Aujourd'hui, c'est avec un immense respect que le musée reçoit Monsieur Jean Fournier.


JEAN, POURQUOI AVOIR CHOISI LE SPORTING ?

Moi, j'ai toujours été au sporting. J'ai débuté en pupilles, minimes, cadet, junior. J'ai toujours été au sporting dans les jeunes, je n'ai jamais changé de club. Et j'ai joué mon premier match en professionnel, j'avais 17 ans, j'étais junior encore. C'était en coupe Drago, contre Reims, à Reims. Ils avaient la grosse équipe, y'avait Jonquet et compagnie. Je jouais avant-centre, c'est le poste que j'occupais quand j'étais jeune. J'étais un peu plus costaud que mes copains et j'avais une grosse frappe de balle, alors je jouais devant. Après, on est monté en première division, c'était dur. On prenait que des casquettes, on avait une équipe de copains. 

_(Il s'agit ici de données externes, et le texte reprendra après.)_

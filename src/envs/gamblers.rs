use crate::Continous;
use tracing::debug;

/// The gambler's problem (Example 4.3): capital 1..=n, target n + 1, a
/// biased coin, wagers bounded by the current capital and the distance to
/// the target.
pub struct GamblersProblem {
    /// Number of non-terminal capital states; the target is `n + 1`.
    pub n: usize,
    pub p_head: Continous,
}

/// Slack when collecting near-optimal wagers; values this close to the best
/// count as ties.
const ACTION_SLACK: Continous = 1e-5;

impl GamblersProblem {
    pub fn new(n: usize, p_head: Continous) -> Self {
        assert!((0. ..=1.).contains(&p_head), "p_head must be a probability.");
        Self { n, p_head }
    }

    fn target(&self) -> usize {
        self.n + 1
    }

    /// Best attainable value of `state` under `v`, plus every wager within
    /// `ACTION_SLACK` of it. `v[i]` holds the value of capital `i + 1`.
    pub fn next_value(&self, state: usize, v: &[Continous]) -> (Continous, Vec<usize>) {
        let i = state - 1;
        let target = self.target();

        let mut best_value = 0.;
        let mut best_actions = vec![];
        for a in 0..=state.min(target - state) {
            let head_value = if state + a == target {
                self.p_head
            } else {
                self.p_head * v[i + a]
            };
            let tail_value = if state == a {
                0.
            } else {
                (1. - self.p_head) * v[i - a]
            };
            let expected = head_value + tail_value;
            if expected > best_value {
                best_value = expected;
            }
        }

        for a in 0..=state.min(target - state) {
            let head_value = if state + a == target {
                self.p_head
            } else {
                self.p_head * v[i + a]
            };
            let tail_value = if state == a {
                0.
            } else {
                (1. - self.p_head) * v[i - a]
            };
            if (head_value + tail_value - best_value).abs() < ACTION_SLACK {
                best_actions.push(a);
            }
        }

        (best_value, best_actions)
    }

    /// Value iteration over the capital states, returning the optimal value
    /// function and every intermediate sweep (the early sweeps are part of
    /// the published figure).
    pub fn value_iteration(&self, theta: Continous) -> Vec<Vec<Continous>> {
        let mut v = vec![0.; self.n];
        let mut sweeps = vec![v.clone()];

        let mut count = 0;
        loop {
            let mut delta: Continous = 0.;
            count += 1;
            for i in 0..self.n {
                let next_v = self.next_value(i + 1, &v).0;
                delta = delta.max((v[i] - next_v).abs());
                v[i] = next_v;
            }
            debug!(sweep = count, delta, "gambler value iteration sweep");
            sweeps.push(v.clone());
            if delta < theta {
                return sweeps;
            }
        }
    }

    /// Greedy stake per capital state. When several wagers tie for the best
    /// value the smallest non-zero one wins; the zero wager is never chosen
    /// even when it ties.
    pub fn policy_from_value(&self, v: &[Continous]) -> Vec<usize> {
        (1..=self.n)
            .map(|state| {
                let (_, actions) = self.next_value(state, v);
                actions
                    .into_iter()
                    .find(|&a| a != 0)
                    .expect("every capital state admits a non-zero wager")
            })
            .collect()
    }
}

#[cfg(test)]
mod tests {
    use super::*;
    use float_eq::*;

    #[test]
    fn values_are_monotone_in_capital() {
        let gp = GamblersProblem::new(99, 0.4);
        let v = gp.value_iteration(1e-6).last().unwrap().clone();

        for i in 1..v.len() {
            assert!(v[i] >= v[i - 1] - 1e-9);
        }
        // near the target the win probability approaches p_head from above
        assert!(v[98] >= 0.4);
        assert!(v[0] > 0.);
    }

    #[test]
    fn tie_break_never_selects_the_null_wager() {
        let gp = GamblersProblem::new(99, 0.4);
        let v = gp.value_iteration(1e-6).last().unwrap().clone();
        let policy = gp.policy_from_value(&v);

        assert_eq!(policy.len(), 99);
        assert!(policy.iter().all(|&a| a > 0));
        // capital 50 stakes everything on one flip under p_head < 0.5
        assert_eq!(policy[49], 50);
    }

    #[test]
    fn wagers_are_bounded_by_capital_and_target() {
        let gp = GamblersProblem::new(99, 0.4);
        let v = vec![0.; 99];
        let (_, actions) = gp.next_value(3, &v);
        assert!(actions.iter().all(|&a| a <= 3));
        let (_, actions) = gp.next_value(98, &v);
        assert!(actions.iter().all(|&a| a <= 2));
    }

    #[test]
    fn all_zero_value_function_still_scores_terminal_wins() {
        let gp = GamblersProblem::new(99, 0.4);
        let v = vec![0.; 99];
        // from 99, staking 1 wins with p_head
        let (best, _) = gp.next_value(99, &v);
        assert_float_eq!(best, 0.4, abs <= 1e-12);
    }
}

Après, je m'en vais et je reviens quand le sporting est à nouveau en deuxième division et qu'ils voulaient remonter rapidement. Ils ont fait venir : Djibrill, Cossou, Guy Van Sam et on finit deuxième, il me semble la dernière année.


QUEL JOUEUR DU SPORTING VOUS A LE PLUS MARQUÉ ? 

Un joueur que j'aimais bien, c'était Camilla. Jeannot Camilla. C'était un brave mec, gentil, bien élevé. Il avait beaucoup de qualités. Quand il est mort, ça m'a fait une peine. C'était un très bon joueur au milieu. Mais il m'a marqué, non seulement par sa valeur de footballeur, mais aussi pour sa valeur humaine. J'en ai tellement vu des bons joueurs à Toulon. Mehdi par exemple. Il jouait ailier. 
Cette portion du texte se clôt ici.